Thursday, January 11, 2018
Ira Belkin has posted Justice in the PRC: How the Chinese Communist Party Has Struggled with Managing Public Opinion and the Administration of Criminal Justice in the Internet Age (F. Sapio, S. Trevaskes, S. Biddulph, & E. Nesossi (Eds.), Justice: The China Experience (pp. 195-228). Cambridge: Cambridge University Press, 2017) on SSRN. Here is the abstract:
The inﬂuence of Chinese public opinion on individual criminal case decisions is a phenomenon that has received a great deal of attention in China and around the world. Some commentators have lauded the phenomenon as empowering the public to seek justice in Chinese courts. Others have expressed concern that following public opinion may achieve justice in an individual case but does little to improve the justice system. Even worse, some fear that appeasement of public opinion in the name of maintaining social stability is leading to a kind of mob justice where life and death is determined by the emotion of the online crowd of the moment. This chapter discusses how the Chinese Communist Party (CCP) and the Chinese government have addressed this phenomenon. We focus on a series of cases that led up an official policy that courts should follow public opinion in certain cases to preserve ‘social stability’. By focusing on this policy change and how it was implemented, this chapter questions whether such a policy promotes or undermines China’s decades-long project to establish a society under the rule of law.
Between 1979 and 2009, the Chinese public demanded leniency in some cases and severity in others. In some cases, they demanded that the defendant’s life be spared and in others that he be executed. In most cases, the CCP-controlled courts acceded to the weight of perceived public opinion but they did so on a case-by-case basis and not as part of an ofﬁcial policy. Beginning around 2008, the CCP made the policy of listening to public opinion in deciding cases explicit. Chinese courts were required to consider the ‘people’s feelings’ and decide cases according to whether their decisions would ‘win the broad support of the masses,’ ‘preserve social stability’ and ‘reduc[e] social protest.’ These new populist judicial policies had an effect on individual case decisions and on the behaviour of litigants and other advocates. Empowering the public meant incentivising advocates and parties to appeal to public opinion instead of the courts. ‘Judicial populism’ moved the centre of the case from the courtroom to the electronic public square, the Internet. The CCP’s ‘judicial populism’ policies were also linked with a policy of emphasising the ‘forgiveness’ of victims as a condition for the ‘lenient’ treatment of defendants. Together these policies empowered victims to demand high amounts of compensation in exchange for their ‘forgiveness’ and to threaten to unleash public opinion demanding the harshest punishment, including the death penalty, if the defendant refused or was unable to meet their demands.

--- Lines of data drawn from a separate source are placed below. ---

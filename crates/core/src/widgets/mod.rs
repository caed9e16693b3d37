//! Stock widgets built on [`crate::Behavior`].

mod text;
mod text_panel;
mod toggle_button;

pub use text::{text_size, Text};
pub use text_panel::TextPanel;
pub use toggle_button::{ToggleButton, ToggleCallback, CHECK_OFF, CHECK_ON, RADIO_OFF, RADIO_ON};
//! Paint contract: a widget's write access to the shared frame.

use crate::grid::{Canvas, ColorGrid};
use crate::region::{Rect, Region};
use crate::tree::Node;
use crate::types::{ColorPair, Point, StyledChar};

/// View of the shared screen buffers restricted to one widget's granted region.
///
/// Every write goes through the region's rectangles, so a widget cannot touch
/// cells it was not granted this frame.
pub struct PaintTarget<'a> {
    canvas: &'a mut Canvas,
    colors: &'a mut ColorGrid,
    region: &'a Region,
    origin: Point,
}

impl<'a> PaintTarget<'a> {
    pub fn new(
        canvas: &'a mut Canvas,
        colors: &'a mut ColorGrid,
        region: &'a Region,
        origin: Point,
    ) -> Self {
        Self {
            canvas,
            colors,
            region,
            origin,
        }
    }

    /// Granted cells in absolute coordinates.
    pub fn region(&self) -> &Region {
        self.region
    }

    /// Absolute position of the widget's top-left cell.
    pub fn origin(&self) -> Point {
        self.origin
    }

    pub fn rects(&self) -> impl Iterator<Item = Rect> + '_ {
        self.region.rects()
    }

    /// Visit every granted cell.
    ///
    /// The callback receives the cell position in the widget's local coordinates.
    pub fn for_each_cell(&mut self, mut f: impl FnMut(Point, &mut StyledChar, &mut ColorPair)) {
        for rect in self.region.rects() {
            for row in rect.rows() {
                for col in rect.cols() {
                    let (Some(ch), Some(color)) =
                        (self.canvas.get_mut(row, col), self.colors.get_mut(row, col))
                    else {
                        continue;
                    };
                    f(Point::new(row, col) - self.origin, ch, color);
                }
            }
        }
    }

    pub fn fill(&mut self, ch: StyledChar, color: ColorPair) {
        self.for_each_cell(|_, c, p| {
            *c = ch;
            *p = color;
        });
    }

    /// Copy the node's local canvas and colors into the granted cells.
    ///
    /// Transparent nodes only write non-blank characters, and keep the
    /// background color already underneath them.
    pub fn blit(&mut self, node: &Node) {
        let transparent = node.is_transparent();
        let (src_canvas, src_colors) = (node.canvas(), node.colors());
        self.for_each_cell(|local, ch, color| {
            let (Some(src_ch), Some(src_color)) = (
                src_canvas.get(local.row, local.col),
                src_colors.get(local.row, local.col),
            ) else {
                return;
            };
            if transparent {
                if src_ch.is_blank() {
                    return;
                }
                *ch = src_ch;
                color.fg = src_color.fg;
            } else {
                *ch = src_ch;
                *color = src_color;
            }
        });
    }
}
/// Frame pacer: decides on each tick whether a compositor pass is worth running.
///
/// The fingerprint is any value that changes whenever the scene does; the
/// event loop passes the widget tree's generation.
#[derive(Debug, Clone)]
pub struct RenderThrottle {
    min_static_interval_ms: u64,
    last_render_ms: u64,
    last_fingerprint: u64,
    has_rendered: bool,
}

impl RenderThrottle {
    pub fn new(min_static_interval_ms: u64) -> Self {
        Self {
            min_static_interval_ms,
            last_render_ms: 0,
            last_fingerprint: 0,
            has_rendered: false,
        }
    }

    pub fn min_static_interval_ms(&self) -> u64 {
        self.min_static_interval_ms
    }

    /// Decide whether to render a new frame.
    ///
    /// - `force=true` (e.g. after a resize): always render.
    /// - Otherwise render immediately on fingerprint change, and at most once
    ///   per `min_static_interval_ms` while nothing changes.
    pub fn should_render(&mut self, now_ms: u64, fingerprint: u64, force: bool) -> bool {
        if !self.has_rendered || force || fingerprint != self.last_fingerprint {
            self.has_rendered = true;
            self.last_render_ms = now_ms;
            self.last_fingerprint = fingerprint;
            return true;
        }

        if now_ms.saturating_sub(self.last_render_ms) >= self.min_static_interval_ms {
            self.last_render_ms = now_ms;
            return true;
        }

        false
    }
}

As for individual cases, the CCP’s adherence to public opinion spared the lives of some, including a battered woman who murdered her abusive spouse and a business tycoon convicted of a massive fraud. However, Chinese courts also reluctantly ordered the execution of defendants who, absent the inﬂuence of public opinion, would have been sentenced to life imprisonment. It is not hyperbole to conclude that under these policies public opinion could determine whether one lived or died.
In the end it is fair to question whether a policy that promotes judicial populism not only undermines the rule of law but results in less, rather than more, social stability.